LGBT issues

  • January 22, 2013

    by Jeremy Leaming

    Hardly surprising – though rather entertaining – is Senate Minority Leader Mitch McConnell’s reaction to President Obama’s second Inaugural Address. McConnell bemoaned the speech as marking a return to “The Era of Liberalism.” This is the same fellow who went before a right-wing outfit early in Obama’s first term to proclaim his top priority was to ensure there would be no second Obama term.

    He’s also the leader of a gang of obstructionists in the Senate – ensuring that the president’s picks for the federal bench had to wait lengthy periods before getting a confirmation vote, if they even got that. All too often McConnell succeeded in scuttling nominations, helping to lead to a historic vacancy rate on the federal bench.

    The Huffington Post reported McConnell saying today, “One thing is clear from the president’s speech: The era of liberalism is back. His unabashedly far-left-of-center inaugural speech certainly brings back memories of the Democratic Party in ages of past.”

    I’m not close to McConnell’s age; I can only read about the periods of a progressive Democratic Party. Sorry Clinton fans, but President Bill Clinton was no liberal. From trashing the nation’s social safety net to harassing the LGBT community with a string of oppressive policies, including the ignoble Defense of Marriage Act (DOMA), Clinton swiftly dragged the Democratic Party rightward.

    But when Obama declared that “preserving our individual freedoms ultimately requires collective action,” and when he lauded Social Security, Medicare and Medicaid, saying that those New Deal era programs have not produced a “nation of takers,” it was bound to send right wingers and promoters of austerity measures over the edge. (See here for video of the Inauguration, including the president’s address.)

    And of course the president didn’t stop there. Unlike his predecessors, he highlighted gays and lesbians and their struggle for equality, linking it to other great civil rights movements.

    The president took several shots at the wobbly and cold-hearted economic policies peddled by conservatives and sounded a ringing endorsement of a nation’s quest for equality.

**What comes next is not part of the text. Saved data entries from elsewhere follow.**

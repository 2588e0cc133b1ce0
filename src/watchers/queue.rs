//! Queue watcher
//!
//! Records job dispatches: name, queue, assigned job id, duration.

use super::Recorder;
use crate::config::QueueWatcherConfig;
use crate::entry::{EntryKind, NewEntry, OutcomeStatus};
use async_trait::async_trait;
use serde_json::{json, Value};
use std::sync::Arc;
use std::time::Instant;

#[derive(Debug, Clone)]
pub struct QueuedJob {
    pub name: String,
    pub queue: String,
    pub payload: Value,
}

impl QueuedJob {
    pub fn new(name: impl Into<String>, queue: impl Into<String>, payload: Value) -> Self {
        Self {
            name: name.into(),
            queue: queue.into(),
            payload,
        }
    }
}

/// Capability trait the host's queue is adapted to; returns the backend's
/// job id.
#[async_trait]
pub trait JobQueue: Send + Sync {
    async fn dispatch(&self, job: &QueuedJob) -> anyhow::Result<String>;
}

/// Structured fields for manual tracking.
#[derive(Debug, Clone)]
pub struct QueueRecord {
    pub name: String,
    pub queue: String,
    pub job_id: Option<String>,
    pub duration_ms: i64,
}

#[derive(Clone)]
pub struct QueueWatcher {
    recorder: Recorder,
    #[allow(dead_code)]
    config: QueueWatcherConfig,
}

impl QueueWatcher {
    pub fn new(recorder: Recorder, config: QueueWatcherConfig) -> Self {
        Self { recorder, config }
    }

    pub fn wrap(&self, target: Arc<dyn JobQueue>) -> Arc<dyn JobQueue> {
        Arc::new(InstrumentedJobQueue {
            inner: target,
            watcher: self.clone(),
        })
    }

    pub async fn track(&self, record: QueueRecord) -> Option<u64> {
        let entry = build_entry(
            &record.name,
            &record.queue,
            record.job_id.as_deref(),
            OutcomeStatus::Completed,
            record.duration_ms,
            None,
        );
        self.recorder.record(entry).await
    }
}

struct InstrumentedJobQueue {
    inner: Arc<dyn JobQueue>,
    watcher: QueueWatcher,
}

#[async_trait]
impl JobQueue for InstrumentedJobQueue {
    async fn dispatch(&self, job: &QueuedJob) -> anyhow::Result<String> {
        let started = Instant::now();
        let result = self.inner.dispatch(job).await;
        let duration_ms = started.elapsed().as_millis() as i64;

        let entry = match &result {
            Ok(job_id) => build_entry(
                &job.name,
                &job.queue,
                Some(job_id),
                OutcomeStatus::Completed,
                duration_ms,
                None,
            ),
            Err(err) => build_entry(
                &job.name,
                &job.queue,
                None,
                OutcomeStatus::Failed,
                duration_ms,
                Some(err.to_string()),
            ),
        };
        self.watcher.recorder.record(entry).await;

        result
    }
}

fn build_entry(
    name: &str,
    queue: &str,
    job_id: Option<&str>,
    status: OutcomeStatus,
    duration_ms: i64,
    error: Option<String>,
) -> NewEntry {
    let mut payload = json!({
        "name": name,
        "queue": queue,
        "durationMs": duration_ms,
        "status": status,
    });
    let map = payload.as_object_mut().expect("payload is an object");
    if let Some(id) = job_id {
        map.insert("jobId".to_string(), json!(id));
    }
    if let Some(error) = error {
        map.insert("errors".to_string(), json!([error]));
    }

    NewEntry::new(EntryKind::Job, payload)
        .with_name(name)
        .with_status(status)
        .with_duration_ms(duration_ms)
}

#[cfg(test)]
mod tests {
    use super::*;
    use crate::store::EntryStore;
    use uuid::Uuid;

    struct MemoryQueue;

    #[async_trait]
    impl JobQueue for MemoryQueue {
        async fn dispatch(&self, _job: &QueuedJob) -> anyhow::Result<String> {
            Ok(Uuid::new_v4().to_string())
        }
    }

    #[tokio::test]
    async fn test_dispatch_recorded_with_job_id() {
        let store = Arc::new(EntryStore::in_memory().await.unwrap());
        let watcher = Arc::new(QueueWatcher::new(
            Recorder::new(store.clone()),
            QueueWatcherConfig::default(),
        ));
        let queue = watcher.wrap(Arc::new(MemoryQueue));

        let job_id = queue
            .dispatch(&QueuedJob::new("SendWelcomeEmail", "emails", json!({"user": 7})))
            .await
            .unwrap();
        assert!(!job_id.is_empty());

        let entry = store.get_by_id(1).await.unwrap();
        assert_eq!(entry.kind, EntryKind::Job);
        assert_eq!(entry.payload["name"], json!("SendWelcomeEmail"));
        assert_eq!(entry.payload["queue"], json!("emails"));
        assert_eq!(entry.payload["jobId"], json!(job_id));
    }
}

It was an incredibly moving address, made more enjoyable by the overwrought reactions from the apologists and defenders of the nation’s most powerful.

  • January 9, 2013

    by Jeremy Leaming

    This year marks major anniversaries of several landmark Supreme Court opinions, including two that advanced liberty and equality. In January 1973, the high court in its Roe v. Wade opinion trumpeted liberty by striking a Texas law banning abortion. Equality and liberty were also advanced in June 2003 when a majority of the justices in Lawrence v. Texas invalidated a law targeting sex between consenting adults of the same gender.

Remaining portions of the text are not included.